Given entries>
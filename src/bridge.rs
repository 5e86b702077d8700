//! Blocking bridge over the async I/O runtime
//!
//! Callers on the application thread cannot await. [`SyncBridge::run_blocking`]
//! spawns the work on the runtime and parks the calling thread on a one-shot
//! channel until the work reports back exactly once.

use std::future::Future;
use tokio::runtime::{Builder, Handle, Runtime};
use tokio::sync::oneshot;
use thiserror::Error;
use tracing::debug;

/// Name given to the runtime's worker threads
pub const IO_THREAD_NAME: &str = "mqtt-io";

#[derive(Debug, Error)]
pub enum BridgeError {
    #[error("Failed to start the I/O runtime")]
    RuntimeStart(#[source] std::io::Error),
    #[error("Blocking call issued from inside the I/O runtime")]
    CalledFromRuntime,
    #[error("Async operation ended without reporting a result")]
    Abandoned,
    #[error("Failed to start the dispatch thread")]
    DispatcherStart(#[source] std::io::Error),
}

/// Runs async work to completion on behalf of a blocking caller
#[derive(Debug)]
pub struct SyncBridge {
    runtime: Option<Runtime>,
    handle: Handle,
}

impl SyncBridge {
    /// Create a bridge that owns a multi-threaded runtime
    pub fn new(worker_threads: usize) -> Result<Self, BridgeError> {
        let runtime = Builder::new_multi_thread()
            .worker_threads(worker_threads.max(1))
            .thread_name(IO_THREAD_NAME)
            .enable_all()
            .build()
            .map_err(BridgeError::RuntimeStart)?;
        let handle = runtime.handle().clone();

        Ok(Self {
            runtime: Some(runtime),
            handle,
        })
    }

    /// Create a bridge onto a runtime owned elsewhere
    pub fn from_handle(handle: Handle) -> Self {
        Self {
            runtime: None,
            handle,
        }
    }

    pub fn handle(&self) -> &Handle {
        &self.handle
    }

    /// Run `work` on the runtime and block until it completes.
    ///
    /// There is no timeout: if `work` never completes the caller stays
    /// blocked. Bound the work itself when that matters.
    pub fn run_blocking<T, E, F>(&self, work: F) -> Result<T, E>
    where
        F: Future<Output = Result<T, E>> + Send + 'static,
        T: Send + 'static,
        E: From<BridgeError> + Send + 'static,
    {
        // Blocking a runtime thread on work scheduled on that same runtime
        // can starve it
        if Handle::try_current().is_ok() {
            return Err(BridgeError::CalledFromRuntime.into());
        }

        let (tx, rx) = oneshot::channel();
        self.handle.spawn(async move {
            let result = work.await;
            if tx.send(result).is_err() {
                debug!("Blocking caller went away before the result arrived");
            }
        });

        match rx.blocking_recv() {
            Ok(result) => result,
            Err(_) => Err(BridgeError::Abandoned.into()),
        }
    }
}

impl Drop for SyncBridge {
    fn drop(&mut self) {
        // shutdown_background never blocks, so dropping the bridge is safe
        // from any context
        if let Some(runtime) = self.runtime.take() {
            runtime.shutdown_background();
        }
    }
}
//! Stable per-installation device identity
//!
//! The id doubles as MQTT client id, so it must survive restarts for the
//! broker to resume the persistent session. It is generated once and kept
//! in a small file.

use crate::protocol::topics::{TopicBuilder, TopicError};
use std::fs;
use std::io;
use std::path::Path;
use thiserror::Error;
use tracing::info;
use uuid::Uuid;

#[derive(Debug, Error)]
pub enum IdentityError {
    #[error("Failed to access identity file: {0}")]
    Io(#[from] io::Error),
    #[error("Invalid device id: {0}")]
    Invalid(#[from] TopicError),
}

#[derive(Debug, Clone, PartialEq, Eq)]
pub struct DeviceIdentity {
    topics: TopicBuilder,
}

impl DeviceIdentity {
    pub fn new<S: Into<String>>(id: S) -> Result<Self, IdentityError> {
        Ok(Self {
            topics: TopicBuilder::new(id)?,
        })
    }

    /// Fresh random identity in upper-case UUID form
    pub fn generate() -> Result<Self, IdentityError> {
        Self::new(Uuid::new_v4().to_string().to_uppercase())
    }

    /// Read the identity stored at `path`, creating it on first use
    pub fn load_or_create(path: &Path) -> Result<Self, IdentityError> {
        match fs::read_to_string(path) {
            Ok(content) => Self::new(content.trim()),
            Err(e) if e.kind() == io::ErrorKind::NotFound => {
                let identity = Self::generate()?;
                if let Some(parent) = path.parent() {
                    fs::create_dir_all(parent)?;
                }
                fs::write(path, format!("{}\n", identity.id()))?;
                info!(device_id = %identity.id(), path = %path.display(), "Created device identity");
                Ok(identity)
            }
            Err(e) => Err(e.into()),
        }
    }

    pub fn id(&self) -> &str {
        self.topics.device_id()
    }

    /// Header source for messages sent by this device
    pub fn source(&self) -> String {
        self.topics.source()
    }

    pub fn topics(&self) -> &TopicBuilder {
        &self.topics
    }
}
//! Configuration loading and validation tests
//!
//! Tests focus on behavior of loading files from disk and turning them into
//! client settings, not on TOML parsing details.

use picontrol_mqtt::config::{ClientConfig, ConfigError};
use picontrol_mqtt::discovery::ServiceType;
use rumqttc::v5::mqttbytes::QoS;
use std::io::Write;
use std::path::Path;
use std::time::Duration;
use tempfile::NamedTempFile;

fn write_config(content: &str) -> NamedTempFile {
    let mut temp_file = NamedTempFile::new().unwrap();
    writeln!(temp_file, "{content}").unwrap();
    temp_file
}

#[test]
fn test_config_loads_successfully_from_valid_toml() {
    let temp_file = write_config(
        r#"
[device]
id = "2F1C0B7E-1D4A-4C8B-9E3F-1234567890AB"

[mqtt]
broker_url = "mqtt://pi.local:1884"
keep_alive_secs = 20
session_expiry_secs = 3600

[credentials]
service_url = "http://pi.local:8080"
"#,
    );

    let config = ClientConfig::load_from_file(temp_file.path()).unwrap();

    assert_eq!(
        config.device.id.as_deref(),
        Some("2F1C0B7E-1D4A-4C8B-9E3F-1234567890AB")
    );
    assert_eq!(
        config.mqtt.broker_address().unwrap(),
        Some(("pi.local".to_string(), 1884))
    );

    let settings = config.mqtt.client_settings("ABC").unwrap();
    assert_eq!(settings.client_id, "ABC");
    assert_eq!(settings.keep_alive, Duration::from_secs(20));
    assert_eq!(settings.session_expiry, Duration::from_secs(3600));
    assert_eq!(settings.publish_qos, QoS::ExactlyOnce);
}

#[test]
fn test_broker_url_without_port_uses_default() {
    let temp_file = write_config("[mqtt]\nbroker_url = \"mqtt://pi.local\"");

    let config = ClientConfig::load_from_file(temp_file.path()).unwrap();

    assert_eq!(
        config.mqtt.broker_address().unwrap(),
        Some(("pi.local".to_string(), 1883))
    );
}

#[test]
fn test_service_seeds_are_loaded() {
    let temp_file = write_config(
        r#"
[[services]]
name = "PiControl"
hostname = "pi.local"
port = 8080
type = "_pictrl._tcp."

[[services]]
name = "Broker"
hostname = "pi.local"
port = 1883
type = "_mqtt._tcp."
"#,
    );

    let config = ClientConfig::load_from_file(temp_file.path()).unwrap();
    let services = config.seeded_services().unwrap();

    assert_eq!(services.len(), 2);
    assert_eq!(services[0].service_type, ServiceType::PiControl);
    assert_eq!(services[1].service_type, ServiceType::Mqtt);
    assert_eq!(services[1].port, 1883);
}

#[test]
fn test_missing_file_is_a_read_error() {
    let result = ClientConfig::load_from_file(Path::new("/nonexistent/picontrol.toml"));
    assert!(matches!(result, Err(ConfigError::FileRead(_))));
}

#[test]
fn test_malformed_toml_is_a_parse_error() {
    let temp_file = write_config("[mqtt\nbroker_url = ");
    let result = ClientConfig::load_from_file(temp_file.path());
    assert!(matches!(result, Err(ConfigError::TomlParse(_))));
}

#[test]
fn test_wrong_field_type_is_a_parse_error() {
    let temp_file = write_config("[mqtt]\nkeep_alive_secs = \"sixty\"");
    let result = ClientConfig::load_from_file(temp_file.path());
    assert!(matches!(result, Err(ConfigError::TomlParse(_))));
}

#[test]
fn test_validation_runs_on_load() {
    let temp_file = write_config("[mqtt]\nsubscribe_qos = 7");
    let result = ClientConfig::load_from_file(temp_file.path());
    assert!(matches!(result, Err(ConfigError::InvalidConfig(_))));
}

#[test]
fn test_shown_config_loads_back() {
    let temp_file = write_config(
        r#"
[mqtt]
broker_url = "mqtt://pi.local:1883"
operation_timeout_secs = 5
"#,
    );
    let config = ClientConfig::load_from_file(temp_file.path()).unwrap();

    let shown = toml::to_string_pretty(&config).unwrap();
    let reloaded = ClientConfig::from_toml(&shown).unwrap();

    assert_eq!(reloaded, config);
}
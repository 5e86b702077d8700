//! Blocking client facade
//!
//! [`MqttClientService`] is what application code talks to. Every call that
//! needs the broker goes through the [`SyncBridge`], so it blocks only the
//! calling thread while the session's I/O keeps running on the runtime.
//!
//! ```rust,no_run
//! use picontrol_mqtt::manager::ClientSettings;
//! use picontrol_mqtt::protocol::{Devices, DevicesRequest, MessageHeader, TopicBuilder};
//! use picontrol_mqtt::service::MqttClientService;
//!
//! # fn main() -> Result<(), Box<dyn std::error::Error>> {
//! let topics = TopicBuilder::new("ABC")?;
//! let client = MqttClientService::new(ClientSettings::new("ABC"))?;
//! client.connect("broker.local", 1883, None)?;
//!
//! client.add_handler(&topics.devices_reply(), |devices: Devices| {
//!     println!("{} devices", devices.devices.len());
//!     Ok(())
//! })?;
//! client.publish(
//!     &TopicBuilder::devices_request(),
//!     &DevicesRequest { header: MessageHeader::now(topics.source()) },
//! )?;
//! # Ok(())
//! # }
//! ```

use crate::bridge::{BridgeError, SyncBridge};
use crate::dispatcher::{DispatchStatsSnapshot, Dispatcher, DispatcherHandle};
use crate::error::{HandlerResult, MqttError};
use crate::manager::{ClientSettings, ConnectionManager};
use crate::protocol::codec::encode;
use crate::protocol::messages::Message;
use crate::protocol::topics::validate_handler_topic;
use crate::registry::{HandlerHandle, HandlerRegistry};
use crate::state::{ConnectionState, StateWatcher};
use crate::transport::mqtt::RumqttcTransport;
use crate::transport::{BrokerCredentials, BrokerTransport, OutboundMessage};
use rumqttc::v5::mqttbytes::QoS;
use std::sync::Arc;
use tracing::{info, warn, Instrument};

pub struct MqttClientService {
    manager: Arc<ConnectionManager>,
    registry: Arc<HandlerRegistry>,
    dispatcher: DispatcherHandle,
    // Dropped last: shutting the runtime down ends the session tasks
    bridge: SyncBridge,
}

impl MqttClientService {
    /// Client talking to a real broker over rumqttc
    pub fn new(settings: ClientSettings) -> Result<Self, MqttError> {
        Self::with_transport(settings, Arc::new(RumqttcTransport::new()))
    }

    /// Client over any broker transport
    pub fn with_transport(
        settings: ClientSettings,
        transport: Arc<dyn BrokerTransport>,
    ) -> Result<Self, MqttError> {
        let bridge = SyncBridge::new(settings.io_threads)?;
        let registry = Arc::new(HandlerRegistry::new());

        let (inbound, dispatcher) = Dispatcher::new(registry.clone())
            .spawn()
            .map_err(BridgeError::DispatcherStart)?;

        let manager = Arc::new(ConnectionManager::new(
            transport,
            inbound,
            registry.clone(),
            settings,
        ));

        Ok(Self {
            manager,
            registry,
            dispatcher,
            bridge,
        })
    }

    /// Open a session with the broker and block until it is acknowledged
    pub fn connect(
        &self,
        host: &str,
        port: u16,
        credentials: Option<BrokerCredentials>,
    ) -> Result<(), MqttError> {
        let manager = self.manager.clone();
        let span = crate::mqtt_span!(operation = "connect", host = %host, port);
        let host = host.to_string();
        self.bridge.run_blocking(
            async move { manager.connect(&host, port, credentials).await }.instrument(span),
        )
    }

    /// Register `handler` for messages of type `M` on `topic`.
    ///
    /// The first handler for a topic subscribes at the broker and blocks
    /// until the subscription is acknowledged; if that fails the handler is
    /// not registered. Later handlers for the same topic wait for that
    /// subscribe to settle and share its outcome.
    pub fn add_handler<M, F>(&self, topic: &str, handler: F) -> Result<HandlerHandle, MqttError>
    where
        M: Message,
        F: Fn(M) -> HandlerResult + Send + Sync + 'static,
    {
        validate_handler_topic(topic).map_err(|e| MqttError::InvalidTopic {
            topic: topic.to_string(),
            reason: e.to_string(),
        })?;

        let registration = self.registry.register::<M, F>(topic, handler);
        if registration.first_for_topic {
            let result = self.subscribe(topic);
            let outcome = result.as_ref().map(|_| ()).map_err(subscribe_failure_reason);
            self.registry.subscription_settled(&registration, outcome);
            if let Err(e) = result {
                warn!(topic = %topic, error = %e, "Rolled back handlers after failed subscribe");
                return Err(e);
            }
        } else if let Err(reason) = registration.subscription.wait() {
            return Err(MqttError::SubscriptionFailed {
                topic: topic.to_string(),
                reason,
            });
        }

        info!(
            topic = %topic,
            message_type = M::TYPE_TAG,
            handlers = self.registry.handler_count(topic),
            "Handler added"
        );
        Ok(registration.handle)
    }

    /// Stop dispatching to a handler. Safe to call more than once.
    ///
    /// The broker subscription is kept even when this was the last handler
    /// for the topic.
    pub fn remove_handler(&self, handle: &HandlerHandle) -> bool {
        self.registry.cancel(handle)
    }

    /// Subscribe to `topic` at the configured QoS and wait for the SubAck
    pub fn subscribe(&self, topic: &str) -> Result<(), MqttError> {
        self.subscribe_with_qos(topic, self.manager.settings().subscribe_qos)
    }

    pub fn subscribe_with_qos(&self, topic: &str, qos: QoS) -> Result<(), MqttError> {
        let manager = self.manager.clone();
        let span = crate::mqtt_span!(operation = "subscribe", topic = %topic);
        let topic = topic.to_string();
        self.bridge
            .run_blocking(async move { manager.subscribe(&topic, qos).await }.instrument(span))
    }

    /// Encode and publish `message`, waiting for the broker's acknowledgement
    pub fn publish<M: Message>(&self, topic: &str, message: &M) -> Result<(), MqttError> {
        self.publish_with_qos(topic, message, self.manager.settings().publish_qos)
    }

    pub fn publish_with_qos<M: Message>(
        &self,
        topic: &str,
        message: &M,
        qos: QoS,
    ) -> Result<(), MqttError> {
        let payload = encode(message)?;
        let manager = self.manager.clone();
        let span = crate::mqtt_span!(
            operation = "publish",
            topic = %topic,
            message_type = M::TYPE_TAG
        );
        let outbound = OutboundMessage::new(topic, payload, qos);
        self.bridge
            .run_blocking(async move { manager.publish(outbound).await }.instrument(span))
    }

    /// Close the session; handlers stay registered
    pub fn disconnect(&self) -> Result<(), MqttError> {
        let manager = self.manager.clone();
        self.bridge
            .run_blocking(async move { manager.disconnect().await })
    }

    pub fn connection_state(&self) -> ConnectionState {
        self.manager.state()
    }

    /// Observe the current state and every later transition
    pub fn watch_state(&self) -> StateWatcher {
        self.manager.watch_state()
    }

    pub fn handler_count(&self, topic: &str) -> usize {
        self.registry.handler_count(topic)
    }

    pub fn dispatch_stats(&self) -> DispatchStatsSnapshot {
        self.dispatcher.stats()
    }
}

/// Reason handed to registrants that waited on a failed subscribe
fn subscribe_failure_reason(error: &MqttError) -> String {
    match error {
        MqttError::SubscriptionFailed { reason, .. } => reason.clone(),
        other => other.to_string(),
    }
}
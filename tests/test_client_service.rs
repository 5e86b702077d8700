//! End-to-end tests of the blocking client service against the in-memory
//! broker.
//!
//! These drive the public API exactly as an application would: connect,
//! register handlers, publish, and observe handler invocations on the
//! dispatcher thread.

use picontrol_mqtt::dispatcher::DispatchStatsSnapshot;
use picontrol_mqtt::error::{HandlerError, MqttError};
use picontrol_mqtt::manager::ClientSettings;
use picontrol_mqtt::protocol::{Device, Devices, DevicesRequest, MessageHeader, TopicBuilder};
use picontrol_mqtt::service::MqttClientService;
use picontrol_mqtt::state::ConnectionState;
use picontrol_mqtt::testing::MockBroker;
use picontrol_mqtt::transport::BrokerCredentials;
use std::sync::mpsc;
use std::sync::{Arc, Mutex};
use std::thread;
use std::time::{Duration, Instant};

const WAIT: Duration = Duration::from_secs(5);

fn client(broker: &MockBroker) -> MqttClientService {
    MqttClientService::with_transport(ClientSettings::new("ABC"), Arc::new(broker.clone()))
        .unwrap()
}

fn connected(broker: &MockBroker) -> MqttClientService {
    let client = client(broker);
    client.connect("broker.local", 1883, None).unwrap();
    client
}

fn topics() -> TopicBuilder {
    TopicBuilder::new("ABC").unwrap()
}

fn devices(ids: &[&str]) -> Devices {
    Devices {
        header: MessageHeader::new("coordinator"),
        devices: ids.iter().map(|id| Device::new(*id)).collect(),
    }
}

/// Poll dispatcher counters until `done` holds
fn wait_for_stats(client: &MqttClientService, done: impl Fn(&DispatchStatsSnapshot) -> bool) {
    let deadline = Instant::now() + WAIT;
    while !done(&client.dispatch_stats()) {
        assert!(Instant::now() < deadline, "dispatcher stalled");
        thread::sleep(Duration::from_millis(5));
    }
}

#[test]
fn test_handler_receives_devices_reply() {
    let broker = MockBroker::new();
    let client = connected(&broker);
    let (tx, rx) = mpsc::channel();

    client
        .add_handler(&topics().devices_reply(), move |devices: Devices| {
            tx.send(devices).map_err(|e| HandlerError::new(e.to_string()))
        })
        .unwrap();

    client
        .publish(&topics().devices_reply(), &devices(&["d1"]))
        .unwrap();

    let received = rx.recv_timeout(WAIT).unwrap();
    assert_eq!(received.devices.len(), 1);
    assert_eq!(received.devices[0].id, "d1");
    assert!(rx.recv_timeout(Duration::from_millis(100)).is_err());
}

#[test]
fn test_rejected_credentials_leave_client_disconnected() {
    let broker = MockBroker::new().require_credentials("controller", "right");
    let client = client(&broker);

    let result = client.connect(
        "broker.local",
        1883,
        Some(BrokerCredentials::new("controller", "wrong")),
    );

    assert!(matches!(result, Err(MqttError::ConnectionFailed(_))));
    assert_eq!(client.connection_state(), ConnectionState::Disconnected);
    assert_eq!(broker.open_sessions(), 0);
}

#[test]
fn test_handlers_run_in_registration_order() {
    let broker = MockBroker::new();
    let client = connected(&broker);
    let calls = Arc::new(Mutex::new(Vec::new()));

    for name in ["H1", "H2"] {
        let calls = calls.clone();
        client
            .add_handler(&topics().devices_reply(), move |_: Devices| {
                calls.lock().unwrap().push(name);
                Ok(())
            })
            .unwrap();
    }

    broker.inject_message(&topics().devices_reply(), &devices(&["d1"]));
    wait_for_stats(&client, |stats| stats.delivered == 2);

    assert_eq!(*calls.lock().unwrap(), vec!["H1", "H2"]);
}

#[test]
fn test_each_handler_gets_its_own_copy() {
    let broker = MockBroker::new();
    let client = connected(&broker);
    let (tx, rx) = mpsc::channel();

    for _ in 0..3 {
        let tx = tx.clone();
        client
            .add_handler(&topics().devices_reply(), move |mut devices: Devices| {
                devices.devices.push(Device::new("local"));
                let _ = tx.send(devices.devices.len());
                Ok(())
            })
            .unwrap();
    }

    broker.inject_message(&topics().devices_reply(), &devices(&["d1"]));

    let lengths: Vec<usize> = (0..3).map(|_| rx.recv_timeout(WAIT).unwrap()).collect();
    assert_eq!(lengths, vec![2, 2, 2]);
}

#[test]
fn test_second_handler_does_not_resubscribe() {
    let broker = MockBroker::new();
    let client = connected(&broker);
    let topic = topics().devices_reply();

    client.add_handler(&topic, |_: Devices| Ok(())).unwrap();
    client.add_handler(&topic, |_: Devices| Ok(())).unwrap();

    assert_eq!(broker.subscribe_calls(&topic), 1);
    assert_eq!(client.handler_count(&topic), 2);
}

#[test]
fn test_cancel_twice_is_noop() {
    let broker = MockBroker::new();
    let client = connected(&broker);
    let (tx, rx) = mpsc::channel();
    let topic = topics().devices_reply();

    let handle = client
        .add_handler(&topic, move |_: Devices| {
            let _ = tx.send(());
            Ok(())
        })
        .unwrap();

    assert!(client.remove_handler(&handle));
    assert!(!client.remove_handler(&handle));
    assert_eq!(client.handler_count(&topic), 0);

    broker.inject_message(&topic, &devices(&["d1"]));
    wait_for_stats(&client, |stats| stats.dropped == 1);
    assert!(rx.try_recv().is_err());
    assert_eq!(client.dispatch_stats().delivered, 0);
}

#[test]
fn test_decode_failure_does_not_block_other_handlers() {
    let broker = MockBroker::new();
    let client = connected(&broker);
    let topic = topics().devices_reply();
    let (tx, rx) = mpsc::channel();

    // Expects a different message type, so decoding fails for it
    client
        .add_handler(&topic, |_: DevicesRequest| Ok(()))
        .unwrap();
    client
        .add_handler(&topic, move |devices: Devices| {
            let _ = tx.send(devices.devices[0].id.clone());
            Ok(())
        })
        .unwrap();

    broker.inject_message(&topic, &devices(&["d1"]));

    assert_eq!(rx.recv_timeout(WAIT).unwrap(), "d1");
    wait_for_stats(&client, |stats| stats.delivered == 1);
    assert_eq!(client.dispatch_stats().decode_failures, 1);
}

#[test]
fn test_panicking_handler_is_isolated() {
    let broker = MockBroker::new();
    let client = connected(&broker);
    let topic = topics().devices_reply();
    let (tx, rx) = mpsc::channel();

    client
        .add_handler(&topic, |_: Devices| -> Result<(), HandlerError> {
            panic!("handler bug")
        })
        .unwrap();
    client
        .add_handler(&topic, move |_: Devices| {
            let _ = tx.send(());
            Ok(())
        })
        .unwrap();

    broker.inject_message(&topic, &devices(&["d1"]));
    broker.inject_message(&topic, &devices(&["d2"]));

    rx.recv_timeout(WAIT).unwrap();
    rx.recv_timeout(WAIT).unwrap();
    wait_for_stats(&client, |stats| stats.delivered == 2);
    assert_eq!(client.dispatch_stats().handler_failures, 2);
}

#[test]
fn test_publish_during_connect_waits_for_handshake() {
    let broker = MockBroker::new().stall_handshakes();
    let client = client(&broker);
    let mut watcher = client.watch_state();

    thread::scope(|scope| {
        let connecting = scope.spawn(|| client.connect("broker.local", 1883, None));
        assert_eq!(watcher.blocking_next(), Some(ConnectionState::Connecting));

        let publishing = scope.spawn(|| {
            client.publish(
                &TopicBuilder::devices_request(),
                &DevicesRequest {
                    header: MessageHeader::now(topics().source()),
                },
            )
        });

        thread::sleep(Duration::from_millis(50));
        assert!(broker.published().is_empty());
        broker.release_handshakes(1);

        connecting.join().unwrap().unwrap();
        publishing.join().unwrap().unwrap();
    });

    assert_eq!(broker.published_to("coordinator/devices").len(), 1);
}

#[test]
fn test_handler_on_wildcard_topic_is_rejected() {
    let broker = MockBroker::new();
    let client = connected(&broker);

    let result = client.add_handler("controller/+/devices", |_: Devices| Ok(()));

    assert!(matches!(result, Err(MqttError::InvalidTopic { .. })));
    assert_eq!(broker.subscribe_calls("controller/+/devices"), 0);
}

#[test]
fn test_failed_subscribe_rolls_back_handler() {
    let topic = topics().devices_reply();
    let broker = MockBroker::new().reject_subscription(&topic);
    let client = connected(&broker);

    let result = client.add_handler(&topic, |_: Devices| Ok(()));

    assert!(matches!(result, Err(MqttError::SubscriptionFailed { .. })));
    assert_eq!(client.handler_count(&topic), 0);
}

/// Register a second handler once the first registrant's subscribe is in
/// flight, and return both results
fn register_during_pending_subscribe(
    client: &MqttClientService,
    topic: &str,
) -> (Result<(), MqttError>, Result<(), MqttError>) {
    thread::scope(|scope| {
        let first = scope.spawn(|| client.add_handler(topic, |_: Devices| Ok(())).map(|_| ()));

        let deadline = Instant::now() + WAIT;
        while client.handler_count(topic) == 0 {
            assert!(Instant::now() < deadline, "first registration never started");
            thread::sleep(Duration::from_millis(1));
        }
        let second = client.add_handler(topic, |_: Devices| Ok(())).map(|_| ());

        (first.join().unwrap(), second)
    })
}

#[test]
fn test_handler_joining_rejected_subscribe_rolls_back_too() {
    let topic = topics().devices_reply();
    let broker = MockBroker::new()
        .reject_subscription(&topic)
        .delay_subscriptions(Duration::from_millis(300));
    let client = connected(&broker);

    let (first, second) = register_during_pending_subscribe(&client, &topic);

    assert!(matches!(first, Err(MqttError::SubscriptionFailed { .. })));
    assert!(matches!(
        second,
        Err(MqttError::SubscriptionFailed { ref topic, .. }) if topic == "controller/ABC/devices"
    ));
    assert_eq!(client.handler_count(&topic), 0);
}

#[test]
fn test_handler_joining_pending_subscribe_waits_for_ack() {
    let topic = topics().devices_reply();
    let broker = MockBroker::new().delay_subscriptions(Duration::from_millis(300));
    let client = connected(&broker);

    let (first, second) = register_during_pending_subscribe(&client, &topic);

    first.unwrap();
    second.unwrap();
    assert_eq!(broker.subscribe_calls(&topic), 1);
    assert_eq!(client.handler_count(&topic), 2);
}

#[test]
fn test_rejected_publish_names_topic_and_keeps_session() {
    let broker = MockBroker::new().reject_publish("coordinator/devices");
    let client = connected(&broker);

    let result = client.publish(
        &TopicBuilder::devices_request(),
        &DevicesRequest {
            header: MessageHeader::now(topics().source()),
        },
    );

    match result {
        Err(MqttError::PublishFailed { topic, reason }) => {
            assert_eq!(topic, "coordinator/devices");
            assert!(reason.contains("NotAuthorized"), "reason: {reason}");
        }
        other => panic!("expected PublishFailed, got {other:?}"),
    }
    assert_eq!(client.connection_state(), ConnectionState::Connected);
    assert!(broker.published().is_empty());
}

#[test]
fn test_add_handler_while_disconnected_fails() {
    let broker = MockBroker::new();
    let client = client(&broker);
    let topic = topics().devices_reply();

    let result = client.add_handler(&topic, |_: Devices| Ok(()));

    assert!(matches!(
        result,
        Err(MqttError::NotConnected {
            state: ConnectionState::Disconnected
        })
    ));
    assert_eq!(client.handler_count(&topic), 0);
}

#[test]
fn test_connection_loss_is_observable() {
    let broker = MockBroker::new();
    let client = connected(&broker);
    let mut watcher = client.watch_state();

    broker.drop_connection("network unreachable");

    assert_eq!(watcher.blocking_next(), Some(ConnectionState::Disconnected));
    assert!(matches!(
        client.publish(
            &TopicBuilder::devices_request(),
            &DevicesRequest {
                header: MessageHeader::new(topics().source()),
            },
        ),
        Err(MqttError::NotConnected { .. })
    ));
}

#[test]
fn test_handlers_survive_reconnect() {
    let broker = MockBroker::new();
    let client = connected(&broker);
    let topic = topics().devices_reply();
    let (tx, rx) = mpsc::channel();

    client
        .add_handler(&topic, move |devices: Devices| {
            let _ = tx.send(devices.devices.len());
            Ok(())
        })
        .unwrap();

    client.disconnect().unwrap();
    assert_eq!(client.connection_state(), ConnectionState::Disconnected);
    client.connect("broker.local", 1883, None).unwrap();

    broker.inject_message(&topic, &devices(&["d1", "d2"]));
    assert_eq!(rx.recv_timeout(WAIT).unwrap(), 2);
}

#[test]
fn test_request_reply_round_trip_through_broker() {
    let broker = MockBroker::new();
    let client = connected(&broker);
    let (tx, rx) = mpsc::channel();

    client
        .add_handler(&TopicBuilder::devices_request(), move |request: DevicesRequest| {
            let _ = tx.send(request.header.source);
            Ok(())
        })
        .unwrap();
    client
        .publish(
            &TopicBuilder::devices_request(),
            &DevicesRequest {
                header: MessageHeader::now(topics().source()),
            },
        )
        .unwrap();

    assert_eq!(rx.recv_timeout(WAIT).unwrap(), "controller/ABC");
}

Task brief> If a line of the material contains the word "application", count it; please reply with the total and nothing more.

The answer> 3